*** Provided material Section Begins ***

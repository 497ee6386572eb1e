//! CLI exit codes for scripting and automation.
//!
//! Responsibilities:
//! - Define structured exit codes that scripts can use to distinguish error types.
//! - Map library errors found in an `anyhow` chain to exit codes.
//!
//! Does NOT handle:
//! - Error message formatting (handled by anyhow Display).
//!
//! Invariants:
//! - Exit codes 1-9 are reserved for specific error categories.
//! - Exit code 130 is reserved for SIGINT (Unix standard: 128 + SIGINT).

use scrolly_client::ClientError;
use scrolly_config::ConfigError;
use scrolly_config::keybind::KeybindError;

use crate::commands::check::ShadowedBindings;
use crate::server::ServeError;
use crate::shutdown::Cancelled;

/// Structured exit codes for scrolly.
#[derive(Debug, Clone, Copy, PartialEq, Eq)]
#[repr(u8)]
pub enum ExitCode {
    /// Success - command completed successfully.
    Success = 0,

    /// General error - unhandled or generic failure.
    GeneralError = 1,

    /// Connection error - the presentation server could not be reached,
    /// or no local port could be bound.
    ConnectionError = 3,

    /// A file or directory given on the command line does not exist.
    NotFound = 4,

    /// Validation error - unparseable or invalid hotkey configuration.
    ValidationError = 5,

    /// Interrupted - SIGINT/Ctrl+C (Unix standard: 128 + 2).
    Interrupted = 130,
}

impl ExitCode {
    /// Convert the exit code to an i32 for use with std::process::exit().
    pub const fn as_i32(self) -> i32 {
        self as u8 as i32
    }
}

impl From<&ClientError> for ExitCode {
    fn from(err: &ClientError) -> Self {
        match err {
            ClientError::InvalidUrl(_) => ExitCode::ConnectionError,
            ClientError::HttpError(e) if e.is_connect() || e.is_timeout() => {
                ExitCode::ConnectionError
            }
            ClientError::HttpError(_) => ExitCode::GeneralError,
            ClientError::ApiError { status, .. } if ClientError::is_not_found_status(*status) => {
                ExitCode::NotFound
            }
            ClientError::ApiError { .. } => ExitCode::GeneralError,
        }
    }
}

impl From<&ConfigError> for ExitCode {
    fn from(err: &ConfigError) -> Self {
        match err {
            ConfigError::Read { source, .. } if source.kind() == std::io::ErrorKind::NotFound => {
                ExitCode::NotFound
            }
            ConfigError::Read { .. } => ExitCode::GeneralError,
            ConfigError::Parse { .. } => ExitCode::ValidationError,
            ConfigError::Unavailable { status, .. }
                if ClientError::is_not_found_status(*status) =>
            {
                ExitCode::NotFound
            }
            ConfigError::Unavailable { .. } => ExitCode::GeneralError,
            ConfigError::Fetch { .. } => ExitCode::ConnectionError,
        }
    }
}

impl From<&ServeError> for ExitCode {
    fn from(err: &ServeError) -> Self {
        match err {
            ServeError::SiteDirMissing(_) => ExitCode::NotFound,
            ServeError::NoAvailablePort { .. } => ExitCode::ConnectionError,
            ServeError::Io(_) => ExitCode::GeneralError,
        }
    }
}

/// Extension trait for anyhow::Error to extract exit codes.
pub trait ExitCodeExt {
    /// Extract the appropriate exit code from this error.
    ///
    /// Returns ExitCode::GeneralError if no known error is in the chain.
    fn exit_code(&self) -> ExitCode;
}

impl ExitCodeExt for anyhow::Error {
    fn exit_code(&self) -> ExitCode {
        for cause in self.chain() {
            if cause.downcast_ref::<Cancelled>().is_some() {
                return ExitCode::Interrupted;
            }
            if let Some(err) = cause.downcast_ref::<ClientError>() {
                return ExitCode::from(err);
            }
            if let Some(err) = cause.downcast_ref::<ConfigError>() {
                return ExitCode::from(err);
            }
            if let Some(err) = cause.downcast_ref::<ServeError>() {
                return ExitCode::from(err);
            }
            if cause.downcast_ref::<KeybindError>().is_some()
                || cause.downcast_ref::<ShadowedBindings>().is_some()
            {
                return ExitCode::ValidationError;
            }
        }

        ExitCode::GeneralError
    }
}

#[cfg(test)]
mod tests {
    use super::*;
    use std::path::PathBuf;

    #[test]
    fn test_exit_code_as_i32() {
        assert_eq!(ExitCode::Success.as_i32(), 0);
        assert_eq!(ExitCode::GeneralError.as_i32(), 1);
        assert_eq!(ExitCode::ValidationError.as_i32(), 5);
        assert_eq!(ExitCode::Interrupted.as_i32(), 130);
    }

    #[test]
    fn test_from_client_error() {
        let err = ClientError::InvalidUrl("nope".to_string());
        assert_eq!(ExitCode::from(&err), ExitCode::ConnectionError);

        let err = ClientError::ApiError {
            status: 404,
            url: "http://localhost/hotkeys.yaml".to_string(),
        };
        assert_eq!(ExitCode::from(&err), ExitCode::NotFound);
    }

    #[test]
    fn test_from_config_error() {
        let err = ConfigError::Read {
            path: PathBuf::from("missing.yaml"),
            source: std::io::Error::from(std::io::ErrorKind::NotFound),
        };
        assert_eq!(ExitCode::from(&err), ExitCode::NotFound);
    }

    #[test]
    fn test_anyhow_chain_with_context() {
        let err = anyhow::Error::new(KeybindError::EmptyMarker {
            key: "c".to_string(),
        })
        .context("Invalid hotkeys.yaml");
        assert_eq!(err.exit_code(), ExitCode::ValidationError);
    }

    #[test]
    fn test_cancelled_is_interrupted() {
        let err = anyhow::Error::new(Cancelled);
        assert_eq!(err.exit_code(), ExitCode::Interrupted);
    }

    #[test]
    fn test_unknown_error_is_general() {
        let err = anyhow::anyhow!("something else");
        assert_eq!(err.exit_code(), ExitCode::GeneralError);
    }

    #[test]
    fn test_serve_errors() {
        let err = ServeError::NoAvailablePort {
            start: 8080,
            end: 8180,
        };
        assert_eq!(ExitCode::from(&err), ExitCode::ConnectionError);
    }
}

*** Provided material Section Ends ***

The problem » Scan the material for the string "Unavailable". Copy each line where it appears.

Result of the exercise »
            ConfigError::Unavailable { status, .. }
            ConfigError::Unavailable { .. } => ExitCode::GeneralError,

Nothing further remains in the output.